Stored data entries
☆ ☆ ☆
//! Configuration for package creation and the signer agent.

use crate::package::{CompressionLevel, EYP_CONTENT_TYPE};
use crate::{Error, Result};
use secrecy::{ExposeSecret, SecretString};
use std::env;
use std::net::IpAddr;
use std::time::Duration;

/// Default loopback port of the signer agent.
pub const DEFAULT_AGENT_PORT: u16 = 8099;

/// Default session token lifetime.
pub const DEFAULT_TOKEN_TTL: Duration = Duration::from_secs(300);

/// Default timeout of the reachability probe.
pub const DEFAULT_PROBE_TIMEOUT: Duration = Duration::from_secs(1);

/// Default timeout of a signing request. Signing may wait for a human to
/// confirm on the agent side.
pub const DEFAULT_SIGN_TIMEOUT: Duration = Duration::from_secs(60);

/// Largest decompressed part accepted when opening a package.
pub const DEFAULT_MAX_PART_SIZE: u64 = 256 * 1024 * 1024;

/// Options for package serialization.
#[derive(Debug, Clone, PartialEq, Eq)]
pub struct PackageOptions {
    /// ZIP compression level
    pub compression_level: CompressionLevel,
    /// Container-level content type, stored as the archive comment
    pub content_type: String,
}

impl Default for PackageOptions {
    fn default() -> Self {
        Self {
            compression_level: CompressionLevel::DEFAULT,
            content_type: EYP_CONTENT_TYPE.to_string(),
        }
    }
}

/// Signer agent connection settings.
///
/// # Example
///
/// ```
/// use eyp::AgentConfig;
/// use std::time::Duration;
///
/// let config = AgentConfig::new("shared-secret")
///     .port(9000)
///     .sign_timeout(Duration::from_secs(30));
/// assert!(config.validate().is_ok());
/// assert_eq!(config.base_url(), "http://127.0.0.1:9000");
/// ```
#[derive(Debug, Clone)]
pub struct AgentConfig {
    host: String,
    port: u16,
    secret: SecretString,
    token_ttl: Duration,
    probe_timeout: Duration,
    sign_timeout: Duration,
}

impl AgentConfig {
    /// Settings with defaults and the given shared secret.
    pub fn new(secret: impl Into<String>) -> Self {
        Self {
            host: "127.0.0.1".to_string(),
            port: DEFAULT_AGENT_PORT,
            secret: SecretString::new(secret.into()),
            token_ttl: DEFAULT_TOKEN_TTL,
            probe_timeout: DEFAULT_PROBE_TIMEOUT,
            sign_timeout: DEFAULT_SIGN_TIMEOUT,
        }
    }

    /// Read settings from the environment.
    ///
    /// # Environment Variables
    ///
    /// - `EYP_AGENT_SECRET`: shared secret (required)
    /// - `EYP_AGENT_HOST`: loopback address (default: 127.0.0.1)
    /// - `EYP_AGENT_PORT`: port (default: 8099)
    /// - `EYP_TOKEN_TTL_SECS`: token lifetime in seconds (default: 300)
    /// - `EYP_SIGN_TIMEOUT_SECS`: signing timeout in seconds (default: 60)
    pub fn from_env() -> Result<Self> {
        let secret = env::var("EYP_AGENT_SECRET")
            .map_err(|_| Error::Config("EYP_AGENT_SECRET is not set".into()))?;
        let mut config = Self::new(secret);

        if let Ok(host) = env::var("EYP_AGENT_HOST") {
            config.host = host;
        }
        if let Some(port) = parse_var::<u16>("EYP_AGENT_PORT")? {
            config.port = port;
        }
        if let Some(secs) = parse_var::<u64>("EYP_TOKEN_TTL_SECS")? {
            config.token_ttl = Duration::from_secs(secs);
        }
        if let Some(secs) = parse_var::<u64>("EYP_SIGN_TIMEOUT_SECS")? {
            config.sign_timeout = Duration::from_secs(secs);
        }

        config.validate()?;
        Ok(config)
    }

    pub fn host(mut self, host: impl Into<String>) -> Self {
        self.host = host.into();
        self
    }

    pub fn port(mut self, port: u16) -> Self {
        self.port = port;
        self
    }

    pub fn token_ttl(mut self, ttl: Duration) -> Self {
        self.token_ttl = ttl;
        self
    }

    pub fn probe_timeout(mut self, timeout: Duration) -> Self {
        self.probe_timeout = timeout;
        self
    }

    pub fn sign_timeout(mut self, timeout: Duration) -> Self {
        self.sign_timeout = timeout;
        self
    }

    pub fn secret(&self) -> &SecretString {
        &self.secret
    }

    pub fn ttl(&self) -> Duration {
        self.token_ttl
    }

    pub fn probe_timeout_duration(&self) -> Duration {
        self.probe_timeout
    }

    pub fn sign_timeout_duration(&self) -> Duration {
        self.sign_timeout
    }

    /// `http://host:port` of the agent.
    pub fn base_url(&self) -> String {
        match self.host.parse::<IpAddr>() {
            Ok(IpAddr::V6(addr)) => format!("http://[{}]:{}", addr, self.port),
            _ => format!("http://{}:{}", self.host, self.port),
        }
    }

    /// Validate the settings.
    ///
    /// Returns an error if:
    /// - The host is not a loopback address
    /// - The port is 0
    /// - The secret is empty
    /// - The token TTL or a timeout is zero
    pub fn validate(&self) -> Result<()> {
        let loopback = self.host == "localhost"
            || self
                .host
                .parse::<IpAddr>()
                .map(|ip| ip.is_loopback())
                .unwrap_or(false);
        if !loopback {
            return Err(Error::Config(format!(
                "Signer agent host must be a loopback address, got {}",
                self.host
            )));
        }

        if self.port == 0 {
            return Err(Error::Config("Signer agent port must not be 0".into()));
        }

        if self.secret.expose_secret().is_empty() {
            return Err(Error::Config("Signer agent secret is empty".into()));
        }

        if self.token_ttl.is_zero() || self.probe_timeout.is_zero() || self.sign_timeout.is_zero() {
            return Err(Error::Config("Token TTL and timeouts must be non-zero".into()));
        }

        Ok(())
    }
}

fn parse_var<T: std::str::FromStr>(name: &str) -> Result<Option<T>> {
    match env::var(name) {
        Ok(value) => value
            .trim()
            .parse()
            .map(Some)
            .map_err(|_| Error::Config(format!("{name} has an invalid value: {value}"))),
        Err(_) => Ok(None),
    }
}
☆ ☆ ☆
Problem description » Write out every entry above exactly as given.

Result for this exercise »
//! Configuration for package creation and the signer agent.

use crate::package::{CompressionLevel, EYP_CONTENT_TYPE};
use crate::{Error, Result};
use secrecy::{ExposeSecret, SecretString};
use std::env;
use std::net::IpAddr;
use std::time::Duration;

/// Default loopback port of the signer agent.
pub const DEFAULT_AGENT_PORT: u16 = 8099;

/// Default session token lifetime.
pub const DEFAULT_TOKEN_TTL: Duration = Duration::from_secs(300);

/// Default timeout of the reachability probe.
pub const DEFAULT_PROBE_TIMEOUT: Duration = Duration::from_secs(1);

/// Default timeout of a signing request. Signing may wait for a human to
/// confirm on the agent side.
pub const DEFAULT_SIGN_TIMEOUT: Duration = Duration::from_secs(60);

/// Largest decompressed part accepted when opening a package.
pub const DEFAULT_MAX_PART_SIZE: u64 = 256 * 1024 * 1024;

/// Options for package serialization.
#[derive(Debug, Clone, PartialEq, Eq)]
pub struct PackageOptions {
    /// ZIP compression level
    pub compression_level: CompressionLevel,
    /// Container-level content type, stored as the archive comment
    pub content_type: String,
}

impl Default for PackageOptions {
    fn default() -> Self {
        Self {
            compression_level: CompressionLevel::DEFAULT,
            content_type: EYP_CONTENT_TYPE.to_string(),
        }
    }
}

/// Signer agent connection settings.
///
/// # Example
///
/// ```
/// use eyp::AgentConfig;
/// use std::time::Duration;
///
/// let config = AgentConfig::new("shared-secret")
///     .port(9000)
///     .sign_timeout(Duration::from_secs(30));
/// assert!(config.validate().is_ok());
/// assert_eq!(config.base_url(), "http://127.0.0.1:9000");
/// ```
#[derive(Debug, Clone)]
pub struct AgentConfig {
    host: String,
    port: u16,
    secret: SecretString,
    token_ttl: Duration,
    probe_timeout: Duration,
    sign_timeout: Duration,
}

impl AgentConfig {
    /// Settings with defaults and the given shared secret.
    pub fn new(secret: impl Into<String>) -> Self {
        Self {
            host: "127.0.0.1".to_string(),
            port: DEFAULT_AGENT_PORT,
            secret: SecretString::new(secret.into()),
            token_ttl: DEFAULT_TOKEN_TTL,
            probe_timeout: DEFAULT_PROBE_TIMEOUT,
            sign_timeout: DEFAULT_SIGN_TIMEOUT,
        }
    }

    /// Read settings from the environment.
    ///
    /// # Environment Variables
    ///
    /// - `EYP_AGENT_SECRET`: shared secret (required)
    /// - `EYP_AGENT_HOST`: loopback address (default: 127.0.0.1)
    /// - `EYP_AGENT_PORT`: port (default: 8099)
    /// - `EYP_TOKEN_TTL_SECS`: token lifetime in seconds (default: 300)
    /// - `EYP_SIGN_TIMEOUT_SECS`: signing timeout in seconds (default: 60)
    pub fn from_env() -> Result<Self> {
        let secret = env::var("EYP_AGENT_SECRET")
            .map_err(|_| Error::Config("EYP_AGENT_SECRET is not set".into()))?;
        let mut config = Self::new(secret);

        if let Ok(host) = env::var("EYP_AGENT_HOST") {
            config.host = host;
        }
        if let Some(port) = parse_var::<u16>("EYP_AGENT_PORT")? {
            config.port = port;
        }
        if let Some(secs) = parse_var::<u64>("EYP_TOKEN_TTL_SECS")? {
            config.token_ttl = Duration::from_secs(secs);
        }
        if let Some(secs) = parse_var::<u64>("EYP_SIGN_TIMEOUT_SECS")? {
            config.sign_timeout = Duration::from_secs(secs);
        }

        config.validate()?;
        Ok(config)
    }

    pub fn host(mut self, host: impl Into<String>) -> Self {
        self.host = host.into();
        self
    }

    pub fn port(mut self, port: u16) -> Self {
        self.port = port;
        self
    }

    pub fn token_ttl(mut self, ttl: Duration) -> Self {
        self.token_ttl = ttl;
        self
    }

    pub fn probe_timeout(mut self, timeout: Duration) -> Self {
        self.probe_timeout = timeout;
        self
    }

    pub fn sign_timeout(mut self, timeout: Duration) -> Self {
        self.sign_timeout = timeout;
        self
    }

    pub fn secret(&self) -> &SecretString {
        &self.secret
    }

    pub fn ttl(&self) -> Duration {
        self.token_ttl
    }

    pub fn probe_timeout_duration(&self) -> Duration {
        self.probe_timeout
    }

    pub fn sign_timeout_duration(&self) -> Duration {
        self.sign_timeout
    }

    /// `http://host:port` of the agent.
    pub fn base_url(&self) -> String {
        match self.host.parse::<IpAddr>() {
            Ok(IpAddr::V6(addr)) => format!("http://[{}]:{}", addr, self.port),
            _ => format!("http://{}:{}", self.host, self.port),
        }
    }

    /// Validate the settings.
    ///
    /// Returns an error if:
    /// - The host is not a loopback address
    /// - The port is 0
    /// - The secret is empty
    /// - The token TTL or a timeout is zero
    pub fn validate(&self) -> Result<()> {
        let loopback = self.host == "localhost"
            || self
                .host
                .parse::<IpAddr>()
                .map(|ip| ip.is_loopback())
                .unwrap_or(false);
        if !loopback {
            return Err(Error::Config(format!(
                "Signer agent host must be a loopback address, got {}",
                self.host
            )));
        }

        if self.port == 0 {
            return Err(Error::Config("Signer agent port must not be 0".into()));
        }

        if self.secret.expose_secret().is_empty() {
            return Err(Error::Config("Signer agent secret is empty".into()));
        }

        if self.token_ttl.is_zero() || self.probe_timeout.is_zero() || self.sign_timeout.is_zero() {
            return Err(Error::Config("Token TTL and timeouts must be non-zero".into()));
        }

        Ok(())
    }
}

fn parse_var<T: std::str::FromStr>(name: &str) -> Result<Option<T>> {
    match env::var(name) {
        Ok(value) => value
            .trim()
            .parse()
            .map(Some)
            .map_err(|_| Error::Config(format!("{name} has an invalid value: {value}"))),
        Err(_) => Ok(None),
    }
}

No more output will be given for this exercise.